Pendidikan Agama Buddha terselenggara, dan dalam konteks pendidikan formal Agama Buddha di Indonesia ada beberapa ruang lingkup yang menjadi pokok pembelajaran yaitu:
a.    Sejarah
b.    Keyakinan (Saddha)
c.    Perilaku /Moralitas (Sila)
d.    Kitab Suci Agama Buddha (Tipitaka)
e.    Meditasi (Samadhi)
f.     Kebijaksanaan (Panna)


BAB III
SIMPULAN
3.1.        Simpulan
Dari pembahasan materi di atas, dapat disimpulkan bahwa tujuan hidup dalam agama Buddha adalah menekankan pentingnya perkembangan watak, moral, dan spiritual, untuk menghasilkan suatu masyarakat yang bahagia, tentram, dan sejahtera secara lahir maupun batin dengan melaksanakan jalan mulia berunsur delapan; dalam rangka tercapainya tujuan akhir, yaitu terbebas dari dukkha atau terealisasinya Nibbana
Sedangkan Konsep pendidikan dalam Agama Buddha meliputi tiga tahap yaitu pariyatti, patipati, dan pativedha. Pendidikan Agama Buddha berfungsi menanamkan nilai-nilai moral spiritual kepada peserta didik yang beragama Buddha, dengan tujuan menghentikan kejahatan dan menolong terbebasnya dari penderitaan. Penanaman nilai-nilai moral yang berdasarkan ajaran Buddha di sekolah ini, diharapkan memberikan pengetahuan tentang agama Buddha sehingga membentuk perilaku peserta didik yang tidak hanya cerdas namun juga bermoral (sila),  dan berkeyakinan (saddha) terhadap Tiratana dan  Tuhan Yang Maha Esa.



DAFTAR PUSTAKA
Anguttara-nikaya-The Book of Gradual Sayings. Diterjemahkan oleh F.L.Woodward dan E.M. Hare. London: PTS, 1978
http://surganimmanarati.blogspot.com/2013/01/nilai-pendidikan-agama-buddha-mahathera.html
Itivuttaka, The Minor Anthologies of the Pali Canon.Diterjemahkan oleh F.L. Woodward.London: Oxford University Press, 1948.
Departemen Pendidikan Nasional. 2008. Kamus Besar Bahasa Indonesia. Edisi Keempat. PT. Gramedia Pustaka Utama. Jakarta.
Mukti, Krishnanda Wijaya. 2003. Wacana Buddha Dhamma.
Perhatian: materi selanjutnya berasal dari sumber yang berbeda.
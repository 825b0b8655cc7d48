//! Model-backed detection of document language and contract category.
//!
//! Both detectors send a bounded prefix of the document, never the whole
//! text. Detection failures surface as errors so the caller decides whether
//! to fall back to a heuristic or abort.

use tracing::debug;

use crate::generator::{GenerateError, Generator};
use crate::prompt;

/// Characters of document text forwarded to the detection prompts.
const DETECT_PREFIX_CHARS: usize = 2000;

/// Take the first `DETECT_PREFIX_CHARS` characters, on a char boundary.
fn prefix(text: &str) -> &str {
    match text.char_indices().nth(DETECT_PREFIX_CHARS) {
        Some((byte, _)) => &text[..byte],
        None => text,
    }
}

/// Identify the document language as a two-letter code.
///
/// The completion is sanitised to lowercase alphabetic characters; anything
/// unusable falls back to `"en"`.
pub async fn detect_language(
    generator: &dyn Generator,
    text: &str,
) -> Result<String, GenerateError> {
    let raw = generator
        .generate(&prompt::detect_language_prompt(prefix(text)))
        .await?;
    let code: String = raw
        .trim()
        .chars()
        .take_while(|c| c.is_ascii_alphabetic())
        .flat_map(|c| c.to_lowercase())
        .collect();
    let code = if code.is_empty() {
        "en".to_string()
    } else {
        code
    };
    debug!(language = %code, "language detected");
    Ok(code)
}

/// Identify the contract category as free-form text.
///
/// The trimmed completion is used verbatim; an empty completion becomes
/// `"Unknown"`.
pub async fn detect_contract_type(
    generator: &dyn Generator,
    text: &str,
) -> Result<String, GenerateError> {
    let raw = generator
        .generate(&prompt::detect_type_prompt(prefix(text)))
        .await?;
    let category = raw.trim();
    let category = if category.is_empty() {
        "Unknown".to_string()
    } else {
        category.to_string()
    };
    debug!(contract_type = %category, "contract type detected");
    Ok(category)
}
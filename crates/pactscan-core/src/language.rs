//! Word-list fallback for language detection.
//!
//! Used when the model-based detector is unavailable: scans the document for
//! common function words and returns the first language with a hit. This is
//! deliberately crude — the model call is the primary path.

/// Function-word tables, checked in order. First hit wins.
const LANGUAGES: &[(&str, &[&str])] = &[
    ("en", &["the", "a", "an", "and", "or", "but"]),
    ("fr", &["le", "la", "les", "et", "ou", "mais"]),
    ("es", &["el", "la", "los", "las", "y", "o", "pero"]),
    ("de", &["der", "die", "das", "und", "oder", "aber"]),
];

/// Classify the document language by common function words.
///
/// Returns an ISO-639-1 code, defaulting to "en" when nothing matches.
pub fn detect_language_heuristic(text: &str) -> &'static str {
    for (code, words) in LANGUAGES {
        let hit = text
            .split(|c: char| !c.is_alphabetic())
            .filter(|w| !w.is_empty())
            .any(|w| {
                let w = w.to_lowercase();
                words.contains(&w.as_str())
            });
        if hit {
            return code;
        }
    }
    "en"
}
Jakarta: Yayasan Dharma Pembangunan & Ekayana Buddhist Centre.
Samyutta Nikaya-The Book of the Kindred Sayings. Diterjemahkan oleh C. A. F. Rhys Davids dan F.L.Woodward.London:PTS, 1982.
Sutta-Nipata. Diterjemahkan oleh Lanny Anggawati dan Wena Cintiawati. Klaten: Wihara Bodhivamsa, 1999.